Nov 15 2018
Tokyo Tech researchers have been successful in developing protein nanotubes from tiny scaffolds formed through the cross-linking of engineered protein crystals. The feat could speed up the creation of nano-sized carriers, artificial enzymes, and delivery systems for a wide array of biotechnological and biomedical applications.
The method involved a four-step process: 1) introduction of cysteine residues into the wild-type protein; 2) crystallization of the engineered protein into a lattice structure; 3) formation of a cross-linked crystal; and 4) dissolution of the scaffold to release the protein nanotubes. (Image credit: Tokyo Institute of Technology)
A research team, headed by Takafumi Ueno at Tokyo Institute of Technology’s Department of Biomolecular Engineering, has developed a novel way for assembling proteins into well-ordered nanotubes.
The latest breakthrough could speed up the development of delivery systems, nano-sized carriers, and artificial enzymes for various biotechnological and biomedical applications.
Customized protein nanostructures have been the subject of intense research because they can be possibly used for developing targeted vaccine and drug delivery systems, powerful and highly specific catalysts, and for designing a number of other potential biomaterials.
When it comes to building protein assemblies in aqueous solution, researchers have encountered many difficulties because of the disordered ways in which proteins freely interact under varying conditions, for example, temperature and pH.
These problems are overcome by the novel technique, which uses protein crystals. The crystals act as a potential scaffold for proteins to self-assemble into the required structures. The study has been published in the journal Chemical Science.

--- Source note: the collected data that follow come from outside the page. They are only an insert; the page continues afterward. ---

// codec_benchmark.rs - Performance benchmarks for the wire codecs
// =========================================================================
//
// Path building, tag request encoding, cyclic I/O datagrams and
// ListIdentity parsing. None of these touch the network.

use criterion::{black_box, criterion_group, criterion_main, BenchmarkId, Criterion};
use enip_scanner::cip::{self, CpfItem};
use enip_scanner::implicit::{network_parameters, ConnectionRequest, ForwardOpen, IoPacket};
use enip_scanner::tag::{build_read_request, build_write_request, TagValue};
use enip_scanner::{build_path, CipPath, DeviceIdentity};
use std::net::{IpAddr, Ipv4Addr};
use std::time::Duration;

fn benchmark_paths(c: &mut Criterion) {
    let mut group = c.benchmark_group("cip_path");

    group.bench_function("assembly_data_path", |b| {
        b.iter(|| build_path(black_box(0x04), black_box(150), Some(3)))
    });
    group.bench_function("wide_instance_path", |b| {
        b.iter(|| {
            CipPath::new()
                .class(black_box(0x71))
                .instance(black_box(4001))
                .attribute(1)
        })
    });
    group.bench_function("connection_path", |b| {
        let request = ConnectionRequest::new(IpAddr::V4(Ipv4Addr::LOCALHOST), 150, 100);
        b.iter(|| black_box(&request).connection_path())
    });

    group.finish();
}

fn benchmark_tag_requests(c: &mut Criterion) {
    let mut group = c.benchmark_group("tag_requests");

    for name in ["Counter", "Program:MainProgram.Conveyor_Speed"] {
        group.bench_with_input(BenchmarkId::new("read_request", name.len()), &name, |b, name| {
            b.iter(|| build_read_request(black_box(name)))
        });
    }

    let value = TagValue::Real(42.5);
    group.bench_function("write_request_real", |b| {
        b.iter(|| {
            let data = value.to_bytes().unwrap_or_default();
            build_write_request(black_box("Setpoint"), &data, value.cip_type().code())
        })
    });
    group.bench_function("decode_dint", |b| {
        let data = 1234i32.to_le_bytes();
        b.iter(|| TagValue::decode(black_box(0x00C4), black_box(&data)))
    });

    group.finish();
}

fn benchmark_io_packets(c: &mut Criterion) {
    let mut group = c.benchmark_group("io_packets");

    for size in [8usize, 64, 496] {
        let packet = IoPacket {
            connection_id: 0x1000_0001,
            sequence: 7,
            cip_sequence: 7,
            run_idle: Some(1),
            data: vec![0xA5; size],
        };
        let encoded = packet.encode();

        group.bench_with_input(BenchmarkId::new("encode", size), &packet, |b, packet| {
            b.iter(|| black_box(packet).encode())
        });
        group.bench_with_input(BenchmarkId::new("decode", size), &encoded, |b, encoded| {
            b.iter(|| IoPacket::decode(black_box(encoded), true))
        });
    }

    group.bench_function("forward_open", |b| {
        let request = ConnectionRequest::new(IpAddr::V4(Ipv4Addr::LOCALHOST), 150, 100);
        let forward_open = ForwardOpen {
            o_to_t_connection_id: 0,
            t_to_o_connection_id: 0x2000_0001,
            connection_serial: 0x1234,
            vendor_id: 0x1337,
            originator_serial: 0x1234_5678,
            o_to_t_rpi: Duration::from_millis(10),
            o_to_t_parameters: network_parameters(22, true).unwrap_or_default(),
            t_to_o_rpi: Duration::from_millis(10),
            t_to_o_parameters: network_parameters(10, true).unwrap_or_default(),
            connection_path: request.connection_path(),
        };
        b.iter(|| black_box(&forward_open).encode())
    });

    group.finish();
}

fn benchmark_discovery(c: &mut Criterion) {
    let mut group = c.benchmark_group("discovery");

    let identity = DeviceIdentity {
        ip: IpAddr::V4(Ipv4Addr::new(192, 168, 1, 20)),
        reported_addr: None,
        vendor_id: 44,
        device_type: 0x0C,
        product_code: 0x1234,
        revision_major: 2,
        revision_minor: 7,
        status: 0x0030,
        serial_number: 0x00C0_FFEE,
        product_name: "Benchmark Adapter".to_string(),
        state: 3,
        online: true,
        rtt: Duration::ZERO,
    };
    let body = identity.encode_item();
    let payload = cip::encode_cpf(0, &[CpfItem::new(0x000C, body.clone())]).unwrap_or_default();

    group.bench_function("decode_identity_item", |b| {
        b.iter(|| DeviceIdentity::decode_item(black_box(&body), identity.ip, Duration::ZERO))
    });
    group.bench_function("decode_cpf", |b| {
        b.iter(|| cip::decode_cpf(black_box(&payload), 6))
    });

    group.finish();
}

criterion_group!(
    benches,
    benchmark_paths,
    benchmark_tag_requests,
    benchmark_io_packets,
    benchmark_discovery
);
criterion_main!(benches);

Four steps are involved in the new method:
- preparing an engineered protein
- forming the protein crystal scaffold
- forming a cross-linked crystal
- dissolving the scaffold to release the protein nanotubes
Composed of the organized arrangement of assembled structures, the crystal system cross-links to stabilize the assembly and thus makes it easy to regulate the precise chemical interactions of interest—a feat that cannot be realized by cross-linking of proteins in solution.
Initially, the team selected RubisCO—a naturally occurring protein—as a building block to develop the nanotube. RubisCO can retain its shape because of its high stability, and its crystal structure from earlier research had made it conducive for the current study.
With the help of transmission electron microscopy (TEM) imaging at Suzukakedai Biomaterials Analysis Division of Tokyo Institute of Technology, the researchers successfully demonstrated the formation of the protein nanotubes. The research also showed that the protein nanotubes can possibly keep their enzymatic ability.
Our cross-linking method can facilitate the formation of the crystal scaffold efficiently at the desired position (specific cysteine sites) within each tube of the crystal. At present, since more than 100,000 protein crystal structures have been deposited in Protein data bank, our method can be applied to other protein crystals for construction of supramolecular protein assemblies, such as cages, tubes, sheets.
Professor Takafumi, Department of Biomolecular Engineering, Tokyo Institute of Technology.
The nanotube described in this analysis can be applied to a wide range of applications. It offers the environment for accumulating exogenous molecules that can be utilized as delivery platforms in pharmaceutical-related areas. Since the protein building block has the natural enzymatic activity, the nanotube can potentially be used for catalysis.